UAF students track launch of satellite they built

October 8, 2015

Sue Mitchell
907-474-5823



A small research satellite designed and built by University of Alaska Fairbanks students is among 13 launched early Thursday morning from Vandenberg Air Force Base in California.

The tiny satellite, known as a cubesat, flew on the NASA National Reconnaissance Office’s Government Rideshare Advanced Concepts Experiment, or GRACE.

The Alaska Research CubeSat, called ARC-1, was the culmination of a UAF Alaska Space Grant Program project five years in the making and the result of work by a whole team of students, as well as collaborations between the College of Engineering and Mines and the Geophysical Institute. UAF engineering students Patrick Wade and Matt Pacheco hand-delivered the tiny satellite, just under 4 inches square, to California Polytechnic State University in San Luis Obispo for incorporation into the rocket payload last March.

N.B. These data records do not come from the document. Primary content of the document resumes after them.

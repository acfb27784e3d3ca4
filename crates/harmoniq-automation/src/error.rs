use thiserror::Error;

/// Errors raised while restoring automation from a serialized node.
#[derive(Debug, Error)]
pub enum StateError {
    #[error("failed to parse automation state: {0}")]
    Parse(#[from] serde_json::Error),
    #[error("unknown automation state {0:?}")]
    UnknownState(String),
    #[error("automation node is missing {0}")]
    MissingField(&'static str),
    #[error("invalid automation event #{index}: {reason}")]
    InvalidEvent { index: usize, reason: &'static str },
}

#[derive(Debug, Error, Clone, Copy, PartialEq, Eq)]
pub enum TimeError {
    #[error("a sample-rate provider has already been installed")]
    ProviderAlreadySet,
}
use std::ops::Range;

use serde::{Deserialize, Serialize};

use crate::parameter::ParameterDescriptor;
use crate::time::{distance, Superclock};

#[derive(Debug, Clone, Copy, PartialEq, Eq, Hash, Default, Serialize, Deserialize)]
pub enum InterpolationStyle {
    Discrete,
    #[default]
    Linear,
    Logarithmic,
    Exponential,
}

#[derive(Debug, Clone, Copy, PartialEq, Serialize, Deserialize)]
pub struct ControlEvent {
    pub when: Superclock,
    pub value: f64,
}

impl ControlEvent {
    pub fn new(when: Superclock, value: f64) -> Self {
        Self { when, value }
    }
}

/// Time-ordered list of control points with at most one point per position.
#[derive(Debug, Clone, Default, PartialEq)]
pub struct ControlList {
    events: Vec<ControlEvent>,
    interpolation: InterpolationStyle,
}

impl ControlList {
    pub fn new(interpolation: InterpolationStyle) -> Self {
        Self {
            events: Vec::new(),
            interpolation,
        }
    }

    /// Builds a list from unordered events; later duplicates win.
    pub fn from_events(
        interpolation: InterpolationStyle,
        events: impl IntoIterator<Item = ControlEvent>,
    ) -> Self {
        let mut list = Self::new(interpolation);
        for event in events {
            list.add(event.when, event.value);
        }
        list
    }

    pub fn is_empty(&self) -> bool {
        self.events.is_empty()
    }

    pub fn len(&self) -> usize {
        self.events.len()
    }

    pub fn clear(&mut self) {
        self.events.clear();
    }

    pub fn events(&self) -> &[ControlEvent] {
        &self.events
    }

    pub fn interpolation(&self) -> InterpolationStyle {
        self.interpolation
    }

    pub fn set_interpolation(&mut self, interpolation: InterpolationStyle) {
        self.interpolation = interpolation;
    }

    pub fn clamp_values(&mut self, desc: &ParameterDescriptor) {
        for event in &mut self.events {
            event.value = desc.clamp(event.value);
        }
    }

    pub fn add(&mut self, when: Superclock, value: f64) {
        match self.events.binary_search_by_key(&when, |event| event.when) {
            Ok(index) => self.events[index].value = value,
            Err(index) => self.events.insert(index, ControlEvent::new(when, value)),
        }
    }

    pub fn erase(&mut self, when: Superclock) -> bool {
        match self.events.binary_search_by_key(&when, |event| event.when) {
            Ok(index) => {
                self.events.remove(index);
                true
            }
            Err(_) => false,
        }
    }

    /// Removes every point in `[start, end]`, returning how many were removed.
    pub fn erase_range(&mut self, start: Superclock, end: Superclock) -> usize {
        let range = self.range_indices(start, end);
        let removed = range.len();
        self.events.drain(range);
        removed
    }

    /// Points in `[start, end]`.
    pub fn range(&self, start: Superclock, end: Superclock) -> &[ControlEvent] {
        &self.events[self.range_indices(start, end)]
    }

    pub fn range_indices(&self, start: Superclock, end: Superclock) -> Range<usize> {
        if start > end {
            return 0..0;
        }
        let start_index = self.events.partition_point(|event| event.when < start);
        let end_index = self.events.partition_point(|event| event.when <= end);
        start_index..end_index
    }

    /// Swaps the points in `[start, end]` for `replacement`, which must be
    /// sorted, unique, and inside the window.
    pub fn replace_range(
        &mut self,
        start: Superclock,
        end: Superclock,
        replacement: impl IntoIterator<Item = ControlEvent>,
    ) {
        let range = self.range_indices(start, end);
        self.events.splice(range, replacement);
    }

    /// Copy of the points in `[start, end]`, shifted so `start` becomes zero.
    /// Offsets beyond the superclock range saturate.
    pub fn copy_range(&self, start: Superclock, end: Superclock) -> ControlList {
        ControlList {
            events: self
                .range(start, end)
                .iter()
                .map(|event| ControlEvent::new(event.when.saturating_sub(start), event.value))
                .collect(),
            interpolation: self.interpolation,
        }
    }

    pub fn eval(&self, when: Superclock) -> Option<f64> {
        let first = self.events.first()?;
        if when <= first.when {
            return Some(first.value);
        }

        let index = self.events.partition_point(|event| event.when <= when);
        let prev = &self.events[index - 1];
        if prev.when == when || index == self.events.len() {
            return Some(prev.value);
        }

        let next = &self.events[index];
        let t = (distance(prev.when, when) / distance(prev.when, next.when)).clamp(0.0, 1.0);
        Some(match self.interpolation {
            InterpolationStyle::Discrete => prev.value,
            InterpolationStyle::Linear => lerp(prev.value, next.value, t),
            InterpolationStyle::Logarithmic if prev.value > 0.0 && next.value > 0.0 => {
                lerp(prev.value.ln(), next.value.ln(), t).exp()
            }
            InterpolationStyle::Logarithmic => lerp(prev.value, next.value, t),
            InterpolationStyle::Exponential => lerp(prev.value, next.value, t * t),
        })
    }
}

#[inline]
fn lerp(a: f64, b: f64, t: f64) -> f64 {
    a + (b - a) * t
}

#[cfg(test)]
mod tests {
    use super::*;

    fn list(points: &[(Superclock, f64)]) -> ControlList {
        ControlList::from_events(
            InterpolationStyle::Linear,
            points.iter().map(|&(when, value)| ControlEvent::new(when, value)),
        )
    }

    fn times(list: &ControlList) -> Vec<Superclock> {
        list.events().iter().map(|event| event.when).collect()
    }

    #[test]
    fn inserts_points_sorted() {
        let curve = list(&[(32, 0.5), (0, 0.0), (64, 1.0)]);
        assert_eq!(times(&curve), vec![0, 32, 64]);
    }

    #[test]
    fn overwrites_existing_position() {
        let curve = list(&[(0, 0.0), (0, 1.0)]);
        assert_eq!(curve.len(), 1);
        assert_eq!(curve.eval(0), Some(1.0));
    }

    #[test]
    fn linear_interpolation() {
        let curve = list(&[(0, 0.0), (10, 1.0)]);
        assert!((curve.eval(5).unwrap() - 0.5).abs() < 1e-9);
        assert_eq!(curve.eval(10), Some(1.0));
        assert_eq!(curve.eval(-5), Some(0.0));
        assert_eq!(curve.eval(50), Some(1.0));
    }

    #[test]
    fn discrete_holds_previous_value() {
        let mut curve = list(&[(0, 0.25), (32, 0.75)]);
        curve.set_interpolation(InterpolationStyle::Discrete);
        assert_eq!(curve.eval(31), Some(0.25));
        assert_eq!(curve.eval(32), Some(0.75));
    }

    #[test]
    fn logarithmic_interpolates_geometrically() {
        let mut curve = list(&[(0, 1.0), (10, 100.0)]);
        curve.set_interpolation(InterpolationStyle::Logarithmic);
        assert!((curve.eval(5).unwrap() - 10.0).abs() < 1e-9);
    }

    #[test]
    fn extreme_positions_do_not_overflow() {
        let curve = list(&[(i64::MIN, 0.0), (i64::MAX, 1.0)]);
        assert!((curve.eval(0).unwrap() - 0.5).abs() < 1e-9);

        let copy = curve.copy_range(-1, i64::MAX);
        assert_eq!(times(&copy), vec![i64::MAX]);
        assert_eq!(copy.eval(0), Some(1.0));
    }

    #[test]
    fn empty_list_has_no_value() {
        assert_eq!(ControlList::default().eval(0), None);
    }

    #[test]
    fn range_is_inclusive() {
        let mut curve = list(&[(0, 0.0), (10, 0.1), (20, 0.2), (30, 0.3)]);
        assert_eq!(curve.range(10, 20).len(), 2);
        assert!(curve.range(20, 10).is_empty());
        assert_eq!(curve.erase_range(10, 20), 2);
        assert_eq!(times(&curve), vec![0, 30]);
        assert!(curve.erase(30));
        assert!(!curve.erase(30));
    }

    #[test]
    fn replace_range_keeps_outside_points() {
        let mut curve = list(&[(0, 0.0), (10, 0.1), (20, 0.2), (30, 0.3)]);
        curve.replace_range(
            5,
            25,
            [ControlEvent::new(5, 0.9), ControlEvent::new(25, 0.8)],
        );
        assert_eq!(times(&curve), vec![0, 5, 25, 30]);
        assert_eq!(curve.eval(30), Some(0.3));
    }

    #[test]
    fn copy_range_rebases_times() {
        let curve = list(&[(0, 0.0), (10, 0.1), (20, 0.2)]);
        let copy = curve.copy_range(10, 20);
        assert_eq!(times(&copy), vec![0, 10]);
        assert_eq!(copy.eval(0), Some(0.1));
    }
}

Work on the project started in 2009 under the tutelage of Denise Thorsen, director of ASGP and faculty advisor to the Space Systems Engineering Program at UAF. NASA developed the CubeSat Launch Initiative as a way to give universities access to space. Because they are so small, multiple cubesats can be packed in a rocket used to deploy a larger satellite.

Similar to NRO’s previous cubesat rideshares, GRACE will reach orbit on an ATLAS V rocket, mounted to the aft-bulkhead carrier, located on the aft end of the Centaur upper stage. GRACE will carry a total of 13 cubesats, nine sponsored by the NRO and the four sponsored by NASA’s CubeSat Launch Initiative. The cubesats are ejected into space once the primary payload is safely on its way.

The team has turned down previous possible launch dates because the orbit wouldn’t get the satellite to a high enough latitude in order to communicate with it from Fairbanks, Thorsen said. “There’s no sense in having a satellite we can’t talk to.”

This launch will put ARC-1 in an elliptical orbit at a latitude just north of Fairbanks and between about 500 and 310 miles from Earth.

ARC-1 will perform three tasks during its roughly one-year lifespan. An experiment activated at liftoff will collect data about temperature and vibration inside the rocket. The students will also evaluate a novel, low-power attitude control system they developed, and a camera will transmit back images of snow and ice cover. The students will track ARC-1 at the NOAA and NASA Fairbanks Command and Data Acquisition Station at Fox, which hosts a ground station for the students.

The entire package of CubeSats in their P-POD at the California Polytechnic Institute in March 2015, assembled in the payload.
The entire package of CubeSats in their P-POD at the California Polytechnic Institute in March 2015, assembled in the payload.


Once ejected from the rocket, ARC-1 will begin transmitting a beacon on a ham radio frequency. Any ham radio users around the world who pick up the signal will be asked to send an email message to Thorsen stating when and where they picked up the signal. Thorsen will send each respondent what’s called a QSL card — a written acknowledgement and thanks for the information. Once the ARC-1 orbit is accurately characterized and the cubesat is being tracked, the UAF students will instruct the satellite to transmit information on a specific radio frequency.

“The main goal of our cubesat was to monitor the rocket launch environment on the ride up,” Thorsen said. “Our cubesat will collect that data and store it. Once we have proved out the health of the cubesat and it tells us how much data it collected, then we will give it the command to start downloading that data.”

Information about how well the novel satellite attitude control project is going will be part of the beacon, Thorsen said.

“When ARC-1 is kicked out of the rocket, it’s tumbling, we can tell that by the beacon data,” Thorsen said. “Over time we hope the tumbling will stop and the satellite will be pointed in a particular direction.” All the control and attitude adjustments are preprogrammed into the cubesat.

Thorsen said 36 UAF students have worked on this satellite since the project’s inception. Five were graduate students, another five started as undergraduates who became graduate students. Thirty-two of the students who’ve worked on the project were undergraduate students. Two of the 36 were high school students; one of these is now a freshman at UAF.

Five students attended the launch at Vandenberg Air Force Base: Jesse Frey, Morgan Johnson, Chic O’Dell, Patrick Wade and Matt Pacheco. Thorsen and a graduate student will monitor the launch from Alaska.

The team used facilities within the College of Engineering and Mines and at the Geophysical Institute to make sure the Alaska Research CubeSat met NASA specifications.